Strix Group Plc (LON:KETL) has made an offer for certain assets of HaloSource Corporation for c. $1.3m (c. £1.0m). HaloSource’s technology is focused on water filtration. Its astreaTM One reusable drinking water bottle is the only one currently certified to remove lead, a significant issue in the US, to the NSF-53 Standard. The business was listed on London’s AIM market and the shares were suspended on 20th December 2018 due to the failure to raise financing to fund it as a going concern. Whilst there can be no certainty that a deal will happen, today’s statement alludes to it being subject to conditions, it appears to be opportunistic, adding a new technology which it can exploit through its Aqua Optima brand, for very little cost.
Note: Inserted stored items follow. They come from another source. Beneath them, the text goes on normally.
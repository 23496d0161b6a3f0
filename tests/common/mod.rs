use approx::assert_relative_eq;
use nalgebra::Vector3;
use orrery::orbit_type::Orbit;

pub fn assert_vec_close(actual: &Vector3<f64>, expected: &Vector3<f64>, epsilon: f64) {
    assert_relative_eq!(actual.x, expected.x, epsilon = epsilon);
    assert_relative_eq!(actual.y, expected.y, epsilon = epsilon);
    assert_relative_eq!(actual.z, expected.z, epsilon = epsilon);
}

/// `{a=10, e=0, ω=i=Ω=0, n=1, φ0=0}`: a unit-rate circle in the XY plane.
pub fn reference_circle() -> Orbit {
    Orbit::builder()
        .semi_major_axis(10.0)
        .mean_angular_velocity(1.0)
        .build()
        .unwrap()
}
We leave forecasts unchanged until the deal completes, and the Company provides further detail. This is likely to be at the time of the FY18 results (21st March) when management has stated it will provide further guidance on the new factory. Strix has confirmed that FY18 results are in line with expectations (ZC PBT forecast £29.1m) in a trading update (22nd January). On FY19 estimates, pre-any changes on the back of today’s announcement or the factory move, the shares trade on c. 10.0x and yield 5%.
New technology should benefit diversification: Kettle controls account for c. 90% of revenue. Deals, such as the one proposed, should drive diversification into other areas of the business in a low risk cost effective manner. Aqua Optima has been successful over the last eighteen months, by winning mandates with major retailers, increasing its market share in the UK to c. 20%. The addition of assets from HaloSource adds interesting new technology, a new product in astreaTM One (already commercially available) and potentially opens a significant new geography of the US for the wider Aqua Optima brand. With recurring revenue from replacement filters it fits nicely with the existing AO business model. Investors interested in the product should visit www.astreawater.com.
Forecasts unchanged: FY19 and FY20 forecasts are unchanged on today’s statement. This does not reflect a view of the potential impact but waiting until completion and management provide greater detail makes sense especially when considering the small scale of the deal. FY18 results are due 21st March and ZC will introduce FY21 forecasts at that time.
Valuation: Strix yields c. 5% on a dividend that management has committed to grow 10% to 7.7p in FY19. On earnings the shares trade on c. 10.0x against a peer group on over 15x.